Our Lord having asserted the will of God, as to the final issue and happiness of believers, goes on to assert the means by which, in this life using, they must obtain this life: those are, seeing the Son, and believing in him; seeing him, not with the eyes of their bodies, or seeing his miraculous operations, both which these Capernaites did, and yet did not believe, (as he told them, John 6:36), but a seeing them with the eye of their minds, discerning him as the Messiah, and Saviour of the world; so seeing him, as to believe on him.

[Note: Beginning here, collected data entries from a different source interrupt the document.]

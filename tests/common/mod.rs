#![allow(dead_code)]

use std::sync::Arc;

use async_trait::async_trait;
use axum::Router;
use axum::body::Body;
use axum::http::Response;
use course_catalog::{
    api::router,
    client::CourseApi,
    error::AppError,
    models::{CourseDto, CourseRecord},
    services::{CatalogSnapshot, CourseAdapter, CourseService},
    state::AppState,
};
use tokio::sync::watch;

/// Backend double returning fixed data, or failing when `fail` is set.
pub struct StaticCourseApi {
    pub courses: Vec<CourseRecord>,
    pub instructor_courses: Vec<CourseDto>,
    pub fail: bool,
}

#[async_trait]
impl CourseApi for StaticCourseApi {
    async fn fetch_courses(&self) -> Result<Vec<CourseRecord>, AppError> {
        if self.fail {
            return Err(AppError::Upstream("backend down".to_string()));
        }
        Ok(self.courses.clone())
    }

    async fn fetch_instructor_courses(&self) -> Result<Vec<CourseDto>, AppError> {
        if self.fail {
            return Err(AppError::Upstream("backend down".to_string()));
        }
        Ok(self.instructor_courses.clone())
    }
}

pub fn sample_catalog() -> Vec<CourseRecord> {
    vec![
        CourseRecord::new(1, "React Basics")
            .with_instructor("John")
            .with_category("Web"),
        CourseRecord::new(2, "Data Science")
            .with_instructor("Jane")
            .with_category("ML"),
    ]
}

pub fn service(api: StaticCourseApi) -> CourseService {
    CourseService::new(Arc::new(api), CourseAdapter::default())
}

pub fn build_test_app(catalog: Vec<CourseRecord>, api: StaticCourseApi) -> Router {
    let (_tx, rx) = watch::channel::<CatalogSnapshot>(Arc::new(catalog));
    router(AppState {
        catalog: rx,
        courses: service(api),
    })
}

pub async fn body_json(response: Response<Body>) -> serde_json::Value {
    let bytes = axum::body::to_bytes(response.into_body(), usize::MAX)
        .await
        .expect("Failed to read body");
    serde_json::from_slice(&bytes).expect("Body is not JSON")
}
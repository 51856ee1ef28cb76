use crate::error::{BatchValidationError, ValidationError};
use serde_json::Value;

use crate::models::{CourseDto, CourseStatus, CourseUiModel};

pub const PLACEHOLDER_THUMBNAIL: &str = "/images/course-placeholder.png";

/// Where a dashboard row's `income` comes from.
#[derive(Debug, Clone, Copy, Default, PartialEq, Eq)]
pub enum IncomePolicy {
    /// `price`, or 0 when the backend omits it.
    #[default]
    FromPrice,
    /// Always 0.
    Zero,
}

/// Converts backend `CourseDto`s into `CourseUiModel`s.
#[derive(Debug, Clone)]
pub struct CourseAdapter {
    pub income: IncomePolicy,
    pub placeholder: String,
}

impl Default for CourseAdapter {
    fn default() -> Self {
        Self {
            income: IncomePolicy::default(),
            placeholder: PLACEHOLDER_THUMBNAIL.to_string(),
        }
    }
}

/// Result of `CourseAdapter::partition`: every good row plus the position of every bad one.
#[derive(Debug, Clone, Default, PartialEq)]
pub struct PartitionedCourses {
    pub models: Vec<CourseUiModel>,
    pub failures: Vec<BatchValidationError>,
}

impl CourseAdapter {
    pub fn new(income: IncomePolicy, placeholder: impl Into<String>) -> Self {
        Self {
            income,
            placeholder: placeholder.into(),
        }
    }

    pub fn to_ui_model(&self, dto: &CourseDto) -> Result<CourseUiModel, ValidationError> {
        let id = match required(&dto.id, "id")? {
            Value::Number(n) => match n.as_u64() {
                Some(0) => return Err(malformed("id", "must be greater than 0")),
                Some(id) => id,
                None => return Err(malformed("id", format!("expected a positive integer, got {}", n))),
            },
            other => return Err(malformed("id", format!("expected an integer, got {}", other))),
        };

        let title = match required(&dto.name, "name")? {
            Value::String(name) if name.trim().is_empty() => {
                return Err(malformed("name", "must not be blank"));
            }
            Value::String(name) => name.clone(),
            other => return Err(malformed("name", format!("expected a string, got {}", other))),
        };

        let status = match required(&dto.status, "status")? {
            Value::String(raw) => raw.parse::<CourseStatus>().map_err(|e| {
                malformed("status", format!("unknown course status {:?}", e.0))
            })?,
            other => return Err(malformed("status", format!("expected a string, got {}", other))),
        };

        let income = match self.income {
            IncomePolicy::FromPrice => dto.price.unwrap_or(0.0),
            IncomePolicy::Zero => 0.0,
        };

        let last_updated = dto
            .updated_date
            .clone()
            .or_else(|| dto.created_date.clone())
            .unwrap_or_default();

        let thumbnail = dto
            .image
            .clone()
            .unwrap_or_else(|| self.placeholder.clone());

        Ok(CourseUiModel {
            id,
            title,
            students: dto.total_student.unwrap_or(0),
            rating: dto.rating.unwrap_or(0.0),
            income,
            status,
            published: status.is_published(),
            last_updated,
            thumbnail,
        })
    }

    /// Maps the whole batch or fails on the first invalid element.
    pub fn to_ui_models(&self, dtos: &[CourseDto]) -> Result<Vec<CourseUiModel>, BatchValidationError> {
        dtos.iter()
            .enumerate()
            .map(|(index, dto)| {
                self.to_ui_model(dto)
                    .map_err(|source| BatchValidationError { index, source })
            })
            .collect()
    }

    /// Maps what it can and reports the rest instead of stopping.
    pub fn partition(&self, dtos: &[CourseDto]) -> PartitionedCourses {
        let mut out = PartitionedCourses::default();

        for (index, dto) in dtos.iter().enumerate() {
            match self.to_ui_model(dto) {
                Ok(model) => out.models.push(model),
                Err(source) => out.failures.push(BatchValidationError { index, source }),
            }
        }

        out
    }
}

fn required<'a>(value: &'a Option<Value>, field: &'static str) -> Result<&'a Value, ValidationError> {
    match value {
        None | Some(Value::Null) => Err(ValidationError::MissingField(field)),
        Some(v) => Ok(v),
    }
}

fn malformed(field: &'static str, reason: impl Into<String>) -> ValidationError {
    ValidationError::MalformedField {
        field,
        reason: reason.into(),
    }
}

pub fn to_ui_model(dto: &CourseDto) -> Result<CourseUiModel, ValidationError> {
    CourseAdapter::default().to_ui_model(dto)
}

pub fn to_ui_models(dtos: &[CourseDto]) -> Result<Vec<CourseUiModel>, BatchValidationError> {
    CourseAdapter::default().to_ui_models(dtos)
}

pub fn partition_ui_models(dtos: &[CourseDto]) -> PartitionedCourses {
    CourseAdapter::default().partition(dtos)
}
use std::fmt;
use std::str::FromStr;

use serde::{Deserialize, Serialize};

/// Course as listed in the public catalog.
#[derive(Debug, Clone, PartialEq, Serialize, Deserialize)]
#[serde(rename_all = "camelCase")]
pub struct CourseRecord {
    pub id: u64,
    pub name: String,
    #[serde(default, skip_serializing_if = "Option::is_none")]
    pub instructor: Option<String>,
    #[serde(default, skip_serializing_if = "Option::is_none")]
    pub category: Option<String>,
    #[serde(default)]
    pub progress: f64,
    #[serde(default)]
    pub image: String,
    /// Backend fields this crate does not interpret, kept so they survive a round trip.
    #[serde(flatten)]
    pub extra: serde_json::Map<String, serde_json::Value>,
}

impl CourseRecord {
    pub fn new(id: u64, name: impl Into<String>) -> Self {
        Self {
            id,
            name: name.into(),
            instructor: None,
            category: None,
            progress: 0.0,
            image: String::new(),
            extra: serde_json::Map::new(),
        }
    }

    pub fn with_instructor(mut self, instructor: impl Into<String>) -> Self {
        self.instructor = Some(instructor.into());
        self
    }

    pub fn with_category(mut self, category: impl Into<String>) -> Self {
        self.category = Some(category.into());
        self
    }

    /// `needle` must already be lower-cased.
    pub fn matches(&self, needle: &str) -> bool {
        let contains = |field: &str| field.to_lowercase().contains(needle);

        contains(&self.name)
            || self.instructor.as_deref().is_some_and(contains)
            || self.category.as_deref().is_some_and(contains)
    }
}

/// Backend course payload used by the instructor dashboard.
///
/// Every field is optional on the wire; `CourseAdapter` decides which ones are required.
/// Required fields stay untyped so a wrong JSON type is reported per field.
#[derive(Debug, Clone, Default, PartialEq, Serialize, Deserialize)]
#[serde(rename_all = "camelCase")]
pub struct CourseDto {
    #[serde(default)]
    pub id: Option<serde_json::Value>,
    #[serde(default)]
    pub name: Option<serde_json::Value>,
    #[serde(default)]
    pub total_student: Option<u64>,
    #[serde(default)]
    pub rating: Option<f64>,
    #[serde(default)]
    pub price: Option<f64>,
    #[serde(default)]
    pub updated_date: Option<String>,
    #[serde(default)]
    pub created_date: Option<String>,
    #[serde(default)]
    pub status: Option<serde_json::Value>,
    #[serde(default)]
    pub image: Option<String>,
}

#[derive(Debug, Clone, Copy, PartialEq, Eq, Hash, Serialize, Deserialize)]
#[serde(rename_all = "SCREAMING_SNAKE_CASE")]
pub enum CourseStatus {
    Draft,
    Pending,
    Published,
    Rejected,
}

impl CourseStatus {
    pub fn as_str(&self) -> &'static str {
        match self {
            CourseStatus::Draft => "DRAFT",
            CourseStatus::Pending => "PENDING",
            CourseStatus::Published => "PUBLISHED",
            CourseStatus::Rejected => "REJECTED",
        }
    }

    pub fn is_published(&self) -> bool {
        matches!(self, CourseStatus::Published)
    }
}

impl fmt::Display for CourseStatus {
    fn fmt(&self, f: &mut fmt::Formatter<'_>) -> fmt::Result {
        f.write_str(self.as_str())
    }
}

#[derive(Debug, Clone, PartialEq, Eq)]
pub struct UnknownStatus(pub String);

impl FromStr for CourseStatus {
    type Err = UnknownStatus;

    fn from_str(s: &str) -> Result<Self, Self::Err> {
        match s {
            "DRAFT" => Ok(CourseStatus::Draft),
            "PENDING" => Ok(CourseStatus::Pending),
            "PUBLISHED" => Ok(CourseStatus::Published),
            "REJECTED" => Ok(CourseStatus::Rejected),
            other => Err(UnknownStatus(other.to_string())),
        }
    }
}

/// Dashboard row with every optional backend field already defaulted.
#[derive(Debug, Clone, PartialEq, Serialize, Deserialize)]
#[serde(rename_all = "camelCase")]
pub struct CourseUiModel {
    pub id: u64,
    pub title: String,
    pub students: u64,
    pub rating: f64,
    pub income: f64,
    pub status: CourseStatus,
    pub published: bool,
    pub last_updated: String,
    pub thumbnail: String,
}

impl CourseUiModel {
    pub fn last_updated_at(&self) -> Option<chrono::DateTime<chrono::Utc>> {
        chrono::DateTime::parse_from_rfc3339(&self.last_updated)
            .ok()
            .map(|dt| dt.with_timezone(&chrono::Utc))
    }
}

As to these, he confirmeth it again to be the will of his Father, that they should live eternally, and that they should be raised again at the last day; and that by him, whom God had enabled to be the Judge both of the quick and the dead, Acts 10:42, which agreeth with what he had before said, John 5:28.

And this is the will of him that sent me,.... The Vulgate Latin adds, "of my Father"; and all the Oriental versions read only, "and this is the will of my Father"; this is his declared, his revealed will in the Gospel, which the sons of men are made acquainted with, as the other was his secret will, which was only known to the Son till he discovered it.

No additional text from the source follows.